Antonio Ferrante Gonzaga (9 December 1687 – 16 April 1729) was the reigning Duke of Guastalla and a member of the House of Gonzaga.

== Early life ==
Antonio was the son of Vincenzo Gonzaga, Duke of Guastalla and his second wife Maria Vittoria Gonzaga. His sister was Eleonora Luisa Gonzaga, sister in law to Cosimo III de' Medici, Grand Duke of Tuscany. Antonio succeeded his father in 1714.

== Personal life ==
Antonio was engaged to Princess Maria Karolina Sobieska, granddaughter of John III Sobieski but Maria Karolina (known as Charlotte) refused and married Frédéric Maurice Casimir de La Tour d'Auvergne, Prince of Turenne instead.
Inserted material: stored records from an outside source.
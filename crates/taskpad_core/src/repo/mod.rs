//! Typed persistence on top of the key-value adapter.
//!
//! # Responsibility
//! - Encode/decode the todo and project collections as JSON blobs.
//! - Isolate storage keys and formats from the service layer.
//!
//! # Invariants
//! - Writes are full-collection overwrites, never deltas.
//! - Loads fail closed: absent or malformed blobs read as empty.
//! - A single unreadable record is dropped; the rest of its collection loads.

pub mod state_repo;
//! Host-facing interaction seam.
//!
//! # Responsibility
//! - Receive full frames after every committed change.
//! - Answer confirmations and prompts, and show notifications.
//!
//! # Invariants
//! - `prompt` returning `None` means the user cancelled.
//! - Implementations never mutate tracker state directly.

use crate::view::Frame;
use std::fmt::{Display, Formatter};

/// User-visible notification raised by the tracker service.
#[derive(Debug, Clone, PartialEq, Eq)]
pub enum Notice {
    /// Project add or edit attempted with an empty title.
    ProjectTitleRequired,
    /// Explicit notes save went through.
    NotesSaved,
    /// Persistence failed; in-memory state was kept.
    StorageFailed {
        collection: &'static str,
        reason: String,
    },
}

impl Display for Notice {
    fn fmt(&self, f: &mut Formatter<'_>) -> std::fmt::Result {
        match self {
            Self::ProjectTitleRequired => write!(f, "Please enter a project title"),
            Self::NotesSaved => write!(f, "Notes saved successfully!"),
            Self::StorageFailed { collection, reason } => write!(
                f,
                "Could not save {collection} ({reason}); changes are kept for this session"
            ),
        }
    }
}

/// Rendering plus interactive input, provided by the host.
pub trait UserInterface {
    /// Replaces every view region with `frame`.
    fn render(&mut self, frame: &Frame);
    /// Asks a yes/no question; `false` cancels.
    fn confirm(&mut self, message: &str) -> bool;
    /// Asks for a line of text pre-filled with `initial`.
    fn prompt(&mut self, message: &str, initial: &str) -> Option<String>;
    fn notify(&mut self, notice: &Notice);
}

impl<U: UserInterface + ?Sized> UserInterface for &mut U {
    fn render(&mut self, frame: &Frame) {
        (**self).render(frame);
    }

    fn confirm(&mut self, message: &str) -> bool {
        (**self).confirm(message)
    }

    fn prompt(&mut self, message: &str, initial: &str) -> Option<String> {
        (**self).prompt(message, initial)
    }

    fn notify(&mut self, notice: &Notice) {
        (**self).notify(notice);
    }
}
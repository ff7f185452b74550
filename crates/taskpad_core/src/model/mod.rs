//! Domain model for the todo list, projects and their nested records.
//!
//! # Responsibility
//! - Define the records held by the entity store and serialized to storage.
//! - Keep the serialized shape readable by older blobs (`date` timestamps,
//!   missing nested collections).
//!
//! # Invariants
//! - Every collection is addressed by position; a structural mutation
//!   invalidates indices captured before it.
//! - Projects own their tasks and comments exclusively.

pub mod project;
pub mod todo;
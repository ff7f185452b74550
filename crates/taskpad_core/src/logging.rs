//! Core logging bootstrap.
//!
//! # Responsibility
//! - Start rotating file logs once per process.
//! - Capture panics into the log with a sanitized payload.
//!
//! # Invariants
//! - Initialization is idempotent for the same level and directory.
//! - Re-initialization with a different level or directory is rejected.
//! - Initialization never panics.
//! - Log events carry metadata only, never todo/project/notes text.

use flexi_logger::{Cleanup, Criterion, FileSpec, Logger, LoggerHandle, Naming, WriteMode};
use log::{error, info};
use once_cell::sync::OnceCell;
use std::error::Error;
use std::fmt::{Display, Formatter};
use std::path::{Path, PathBuf};

const LOG_FILE_BASENAME: &str = "taskpad";
const MAX_LOG_FILE_SIZE_BYTES: u64 = 5 * 1024 * 1024;
const MAX_LOG_FILES: usize = 3;
const MAX_PANIC_PAYLOAD_CHARS: usize = 160;

static LOGGING_STATE: OnceCell<LoggingState> = OnceCell::new();
static PANIC_HOOK_INSTALLED: OnceCell<()> = OnceCell::new();

struct LoggingState {
    level: &'static str,
    log_dir: PathBuf,
    _handle: LoggerHandle,
}

/// Error returned by `init_logging`.
#[derive(Debug)]
pub enum LoggingError {
    UnsupportedLevel(String),
    InvalidDirectory(String),
    CreateDirectory {
        path: PathBuf,
        source: std::io::Error,
    },
    Backend(String),
    /// Logging is already running with another level or directory.
    Conflict {
        active: String,
        requested: String,
    },
}

impl Display for LoggingError {
    fn fmt(&self, f: &mut Formatter<'_>) -> std::fmt::Result {
        match self {
            Self::UnsupportedLevel(level) => write!(
                f,
                "unsupported log level `{level}`; expected trace|debug|info|warn|error"
            ),
            Self::InvalidDirectory(reason) => write!(f, "invalid log directory: {reason}"),
            Self::CreateDirectory { path, source } => write!(
                f,
                "failed to create log directory `{}`: {source}",
                path.display()
            ),
            Self::Backend(reason) => write!(f, "failed to start logger: {reason}"),
            Self::Conflict { active, requested } => write!(
                f,
                "logging already initialized with `{active}`; refusing to switch to `{requested}`"
            ),
        }
    }
}

impl Error for LoggingError {
    fn source(&self) -> Option<&(dyn Error + 'static)> {
        match self {
            Self::CreateDirectory { source, .. } => Some(source),
            _ => None,
        }
    }
}

/// Initializes core logging with `level` into the absolute `log_dir`.
///
/// # Errors
/// - `UnsupportedLevel` / `InvalidDirectory` for bad input.
/// - `CreateDirectory` / `Backend` when the file logger cannot start.
/// - `Conflict` when already running with a different configuration.
pub fn init_logging(level: &str, log_dir: &str) -> Result<(), LoggingError> {
    let level = normalize_level(level)?;
    let log_dir = normalize_log_dir(log_dir)?;

    let state = LOGGING_STATE.get_or_try_init(|| start_logger(level, &log_dir))?;
    ensure_same_config(state, level, &log_dir)
}

/// Returns `(level, log_dir)` of the active logger, if any.
pub fn logging_status() -> Option<(&'static str, PathBuf)> {
    LOGGING_STATE
        .get()
        .map(|state| (state.level, state.log_dir.clone()))
}

/// `debug` for debug builds, `info` for release builds.
pub fn default_log_level() -> &'static str {
    if cfg!(debug_assertions) {
        "debug"
    } else {
        "info"
    }
}

fn start_logger(level: &'static str, log_dir: &Path) -> Result<LoggingState, LoggingError> {
    std::fs::create_dir_all(log_dir).map_err(|source| LoggingError::CreateDirectory {
        path: log_dir.to_path_buf(),
        source,
    })?;

    let handle = Logger::try_with_str(level)
        .map_err(|err| LoggingError::Backend(err.to_string()))?
        .log_to_file(
            FileSpec::default()
                .directory(log_dir)
                .basename(LOG_FILE_BASENAME),
        )
        .rotate(
            Criterion::Size(MAX_LOG_FILE_SIZE_BYTES),
            Naming::Numbers,
            Cleanup::KeepLogFiles(MAX_LOG_FILES),
        )
        .write_mode(WriteMode::BufferAndFlush)
        .append()
        .format_for_files(flexi_logger::detailed_format)
        .start()
        .map_err(|err| LoggingError::Backend(err.to_string()))?;

    install_panic_hook_once();
    info!(
        "event=app_start module=core status=ok platform={} version={} level={level}",
        std::env::consts::OS,
        env!("CARGO_PKG_VERSION"),
    );

    Ok(LoggingState {
        level,
        log_dir: log_dir.to_path_buf(),
        _handle: handle,
    })
}

fn ensure_same_config(
    state: &LoggingState,
    level: &'static str,
    log_dir: &Path,
) -> Result<(), LoggingError> {
    if state.log_dir != log_dir {
        return Err(LoggingError::Conflict {
            active: state.log_dir.display().to_string(),
            requested: log_dir.display().to_string(),
        });
    }
    if state.level != level {
        return Err(LoggingError::Conflict {
            active: state.level.to_string(),
            requested: level.to_string(),
        });
    }
    Ok(())
}

fn normalize_level(level: &str) -> Result<&'static str, LoggingError> {
    match level.trim().to_ascii_lowercase().as_str() {
        "trace" => Ok("trace"),
        "debug" => Ok("debug"),
        "info" => Ok("info"),
        "warn" | "warning" => Ok("warn"),
        "error" => Ok("error"),
        other => Err(LoggingError::UnsupportedLevel(other.to_string())),
    }
}

fn normalize_log_dir(log_dir: &str) -> Result<PathBuf, LoggingError> {
    let trimmed = log_dir.trim();
    if trimmed.is_empty() {
        return Err(LoggingError::InvalidDirectory("path is empty".to_string()));
    }
    let path = Path::new(trimmed);
    if !path.is_absolute() {
        return Err(LoggingError::InvalidDirectory(format!(
            "`{trimmed}` is not an absolute path"
        )));
    }
    Ok(path.to_path_buf())
}

fn install_panic_hook_once() {
    if PANIC_HOOK_INSTALLED.set(()).is_err() {
        return;
    }

    let previous_hook = std::panic::take_hook();
    std::panic::set_hook(Box::new(move |panic_info| {
        let location = panic_info
            .location()
            .map(|loc| format!("{}:{}", loc.file(), loc.line()))
            .unwrap_or_else(|| "unknown".to_string());
        let payload = panic_info
            .payload()
            .downcast_ref::<&str>()
            .map(|message| (*message).to_string())
            .or_else(|| panic_info.payload().downcast_ref::<String>().cloned())
            .unwrap_or_else(|| "non-string panic payload".to_string());
        error!(
            "event=panic_captured module=core status=error location={location} payload={}",
            sanitize_message(&payload, MAX_PANIC_PAYLOAD_CHARS)
        );
        previous_hook(panic_info);
    }));
}

fn sanitize_message(value: &str, max_chars: usize) -> String {
    let normalized = value.replace(['\n', '\r'], " ");
    let mut truncated = normalized.chars().take(max_chars).collect::<String>();
    if normalized.chars().count() > max_chars {
        truncated.push_str("...");
    }
    truncated
}
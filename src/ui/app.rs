//! # Application Controller
//!
//! The render-loop-owned half of the picker. `App` holds every piece of
//! UI-visible state (query text, list store, key-repeat machine) plus the
//! handles to the background side (filter worker, result slot, status line).
//! All mutation happens on the render thread; the background side only ever
//! reaches the controller through the result slot and the status line.

use std::sync::Arc;
use std::time::{Duration, Instant};

use crossterm::event::{KeyCode, KeyEvent, KeyEventKind, MouseButton, MouseEvent, MouseEventKind};
use ratatui::layout::Rect;

use crate::source::Source;
use crate::ui::keyrepeat::{KeyRepeat, NavKey};
use crate::ui::list::ListStore;
use crate::ui::status::StatusLine;
use crate::ui::worker::{self, FilterWorker, ResultSlot};

/// Poll timeout while nothing time-driven is pending. Doubles as the redraw
/// cadence that picks up worker results.
const IDLE_TICK: Duration = Duration::from_millis(100);

pub struct App {
    source: Arc<dyn Source>,
    pub list: ListStore,
    pub query: String,
    pub status: StatusLine,
    pub repeat: KeyRepeat,
    pub should_quit: bool,
    /// True when the terminal reports key release events, which lets us run
    /// our own repeat emulation. Without release reporting the terminal's
    /// native autorepeat delivers repeated presses and the machine stays idle.
    pub emulate_repeat: bool,
    results: ResultSlot,
    worker: FilterWorker,
    list_area: Option<Rect>,
}

impl App {
    pub fn new(source: Arc<dyn Source>) -> Self {
        let status = StatusLine::new();
        let results = ResultSlot::new();
        let worker = FilterWorker::spawn(Arc::clone(&source), results.clone(), status.clone());

        Self {
            source,
            list: ListStore::new(),
            query: String::new(),
            status,
            repeat: KeyRepeat::new(),
            should_quit: false,
            emulate_repeat: false,
            results,
            worker,
            list_area: None,
        }
    }

    /// Per-frame bookkeeping, run before drawing: apply at most one pending
    /// list refresh from the worker, then advance key-repeat timing.
    pub fn on_frame(&mut self, now: Instant) {
        if let Some(items) = self.results.take() {
            self.list.refresh(items);
        }

        if let Some((key, owed)) = self.repeat.poll(now) {
            for _ in 0..owed {
                self.apply_move(key);
            }
        }
    }

    /// How long the event loop may sleep before the next time-driven wakeup.
    pub fn poll_timeout(&self, now: Instant) -> Duration {
        match self.repeat.next_deadline(now) {
            Some(deadline) => deadline.saturating_duration_since(now).min(IDLE_TICK),
            None => IDLE_TICK,
        }
    }

    pub fn handle_key(&mut self, key: KeyEvent, now: Instant) {
        match key.kind {
            KeyEventKind::Press => self.handle_key_press(key, now),
            KeyEventKind::Release => match key.code {
                KeyCode::Up => self.repeat.release(NavKey::Up),
                KeyCode::Down => self.repeat.release(NavKey::Down),
                _ => {}
            },
            // Only delivered with enhancement flags active, where we
            // synthesize repeats ourselves.
            KeyEventKind::Repeat => {}
        }
    }

    fn handle_key_press(&mut self, key: KeyEvent, now: Instant) {
        use crossterm::event::KeyModifiers;

        match key.code {
            KeyCode::Esc => self.should_quit = true,
            KeyCode::Up => {
                self.apply_move(NavKey::Up);
                if self.emulate_repeat {
                    self.repeat.press(NavKey::Up, now);
                }
            }
            KeyCode::Down => {
                self.apply_move(NavKey::Down);
                if self.emulate_repeat {
                    self.repeat.press(NavKey::Down, now);
                }
            }
            KeyCode::Enter => self.run_selected(),
            KeyCode::Backspace => {
                if self.query.pop().is_some() {
                    self.push_query();
                }
            }
            KeyCode::Char(c)
                if !key
                    .modifiers
                    .intersects(KeyModifiers::CONTROL | KeyModifiers::ALT) =>
            {
                self.query.push(c);
                self.push_query();
            }
            _ => {}
        }
    }

    pub fn handle_mouse(&mut self, mouse: MouseEvent) {
        if let MouseEventKind::Down(MouseButton::Left) = mouse.kind {
            if let Some(index) = self.row_at(mouse.column, mouse.row) {
                self.list.select(index);
                self.run_selected();
            }
        }
    }

    /// Map terminal coordinates to a list row, if they land on one.
    pub fn row_at(&self, column: u16, row: u16) -> Option<usize> {
        let area = self.list_area?;
        let contains = column >= area.x
            && column < area.x + area.width
            && row >= area.y
            && row < area.y + area.height;
        if !contains {
            return None;
        }
        let index = self.list.viewport_first() + (row - area.y) as usize;
        (index < self.list.len()).then_some(index)
    }

    /// Launch the selected item. Non-blocking: the actual `run` call happens
    /// on a fire-and-forget task that only writes status on completion.
    pub fn run_selected(&mut self) {
        match self.list.selected_item() {
            Some(item) => worker::spawn_launch(&self.source, &self.status, item.clone()),
            None => self.status.set("No application selected"),
        }
    }

    /// Called by the renderer with the inner list rectangle, for pointer
    /// hit-testing and viewport sizing.
    pub fn record_list_area(&mut self, area: Rect) {
        self.list_area = Some(area);
        self.list.set_viewport_count(area.height as usize);
    }

    /// Stop the background worker and close the source. Idempotent.
    pub fn shutdown(&mut self) {
        self.worker.stop();
        self.source.close();
    }

    fn apply_move(&mut self, key: NavKey) {
        match key {
            NavKey::Up => self.list.move_up(),
            NavKey::Down => self.list.move_down(),
        }
    }

    fn push_query(&mut self) {
        self.worker.send_query(self.query.clone());
    }
}

#[cfg(test)]
mod tests {
    use super::*;
    use crate::source::{Item, SourceError};
    use crossterm::event::KeyModifiers;
    use std::sync::Mutex;

    /// Source that records every launch, for asserting on run behavior.
    struct RecordingSource {
        runs: Mutex<Vec<String>>,
    }

    impl RecordingSource {
        fn new() -> Self {
            Self {
                runs: Mutex::new(Vec::new()),
            }
        }
    }

    impl Source for RecordingSource {
        fn list(&self) -> Result<Vec<Item>, SourceError> {
            Ok(Vec::new())
        }
        fn set_filter_name(&self, _name: &str) -> Result<(), SourceError> {
            Ok(())
        }
        fn reset_filters(&self) -> Result<(), SourceError> {
            Ok(())
        }
        fn run(&self, id: &str) -> Result<(), SourceError> {
            self.runs.lock().expect("runs lock").push(id.to_string());
            Ok(())
        }
    }

    fn key(code: KeyCode) -> KeyEvent {
        KeyEvent::new(code, KeyModifiers::empty())
    }

    fn release(code: KeyCode) -> KeyEvent {
        KeyEvent::new_with_kind(code, KeyModifiers::empty(), KeyEventKind::Release)
    }

    fn items(n: usize) -> Vec<Item> {
        (0..n)
            .map(|i| Item::new(format!("/bin/app{i}"), format!("app{i}")))
            .collect()
    }

    #[tokio::test]
    async fn down_presses_clamp_at_last_row() {
        let mut app = App::new(Arc::new(RecordingSource::new()));
        app.list.refresh(items(3));

        let now = Instant::now();
        for _ in 0..5 {
            app.handle_key(key(KeyCode::Down), now);
        }
        assert_eq!(app.list.selected_index(), 2);
    }

    #[tokio::test]
    async fn escape_quits() {
        let mut app = App::new(Arc::new(RecordingSource::new()));
        app.handle_key(key(KeyCode::Esc), Instant::now());
        assert!(app.should_quit);
    }

    #[tokio::test]
    async fn typing_edits_the_query() {
        let mut app = App::new(Arc::new(RecordingSource::new()));
        let now = Instant::now();

        app.handle_key(key(KeyCode::Char('a')), now);
        app.handle_key(key(KeyCode::Char('b')), now);
        assert_eq!(app.query, "ab");

        app.handle_key(key(KeyCode::Backspace), now);
        assert_eq!(app.query, "a");

        // Backspace on an empty query stays a no-op.
        app.handle_key(key(KeyCode::Backspace), now);
        app.handle_key(key(KeyCode::Backspace), now);
        assert_eq!(app.query, "");
    }

    #[tokio::test]
    async fn control_chords_do_not_edit_the_query() {
        let mut app = App::new(Arc::new(RecordingSource::new()));
        let event = KeyEvent::new(KeyCode::Char('c'), KeyModifiers::CONTROL);
        app.handle_key(event, Instant::now());
        assert_eq!(app.query, "");
    }

    #[tokio::test]
    async fn enter_on_empty_list_reports_no_selection() {
        let source = Arc::new(RecordingSource::new());
        let mut app = App::new(Arc::clone(&source) as Arc<dyn Source>);

        app.handle_key(key(KeyCode::Enter), Instant::now());
        assert_eq!(app.status.get(), "No application selected");
        assert!(source.runs.lock().expect("runs lock").is_empty());
    }

    #[tokio::test]
    async fn enter_launches_the_selected_item() {
        let source = Arc::new(RecordingSource::new());
        let mut app = App::new(Arc::clone(&source) as Arc<dyn Source>);
        app.list.refresh(items(3));
        app.handle_key(key(KeyCode::Down), Instant::now());

        app.handle_key(key(KeyCode::Enter), Instant::now());
        assert_eq!(app.status.get(), "Running: app1");

        // The launch task completes in the background.
        tokio::time::sleep(Duration::from_millis(100)).await;
        assert_eq!(
            *source.runs.lock().expect("runs lock"),
            vec!["/bin/app1".to_string()]
        );
        assert_eq!(app.status.get(), "Launched: app1");
    }

    #[tokio::test]
    async fn repeat_only_arms_with_release_reporting() {
        let mut app = App::new(Arc::new(RecordingSource::new()));
        app.list.refresh(items(5));

        let now = Instant::now();
        app.handle_key(key(KeyCode::Down), now);
        assert!(!app.repeat.is_active());

        app.emulate_repeat = true;
        app.handle_key(key(KeyCode::Down), now);
        assert!(app.repeat.is_active());

        app.handle_key(release(KeyCode::Down), now);
        assert!(!app.repeat.is_active());
    }

    #[tokio::test]
    async fn held_key_fires_owed_moves_on_frame() {
        let mut app = App::new(Arc::new(RecordingSource::new()));
        app.emulate_repeat = true;
        app.list.refresh(items(20));

        let start = Instant::now();
        app.handle_key(key(KeyCode::Down), start);
        assert_eq!(app.list.selected_index(), 1);

        // 250ms of hold: one repeat owed on top of the press move.
        app.on_frame(start + Duration::from_millis(250));
        assert_eq!(app.list.selected_index(), 2);
    }

    #[tokio::test]
    async fn click_selects_and_launches_the_row() {
        let source = Arc::new(RecordingSource::new());
        let mut app = App::new(Arc::clone(&source) as Arc<dyn Source>);
        app.list.refresh(items(5));
        app.record_list_area(Rect::new(1, 4, 40, 10));

        let mouse = MouseEvent {
            kind: MouseEventKind::Down(MouseButton::Left),
            column: 10,
            row: 6,
            modifiers: KeyModifiers::empty(),
        };
        app.handle_mouse(mouse);

        assert_eq!(app.list.selected_index(), 2);
        assert_eq!(app.status.get(), "Running: app2");
    }

    #[tokio::test]
    async fn clicks_outside_the_rows_are_ignored() {
        let mut app = App::new(Arc::new(RecordingSource::new()));
        app.list.refresh(items(2));
        app.record_list_area(Rect::new(1, 4, 40, 10));

        // Inside the list area but below the last row.
        let mouse = MouseEvent {
            kind: MouseEventKind::Down(MouseButton::Left),
            column: 10,
            row: 9,
            modifiers: KeyModifiers::empty(),
        };
        app.handle_mouse(mouse);
        assert_eq!(app.list.selected_index(), 0);
        assert_eq!(app.status.get(), "");
    }

    #[tokio::test]
    async fn worker_results_apply_on_the_next_frame() {
        let mut app = App::new(Arc::new(RecordingSource::new()));

        // The spawned worker runs its initial fetch; give it a moment, then
        // the frame step consumes the handoff slot.
        tokio::time::sleep(Duration::from_millis(150)).await;
        app.on_frame(Instant::now());
        assert!(app.list.is_empty()); // RecordingSource lists nothing

        app.shutdown();
    }
}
Antonio married first with Margherita Cesarini. After death of his first wife in 1725, he was remarried on 23 February 1727 in Darmstadt to Theodora of Hesse-Darmstadt, the only daughter of Prince Philip of Hesse-Darmstadt and Princess Marie Therese Ernestine of Croy-Havré. These marriages remained childless.

== Death ==
Antonio Ferrante was burned alive in an accident in his capital, Guastalla. After his death, the Duchy was inherited by his younger brother Giuseppe Gonzaga.

==Sources==
- Parrott, David (1997). "Royal and Republican Sovereignty in Early Modern Europe"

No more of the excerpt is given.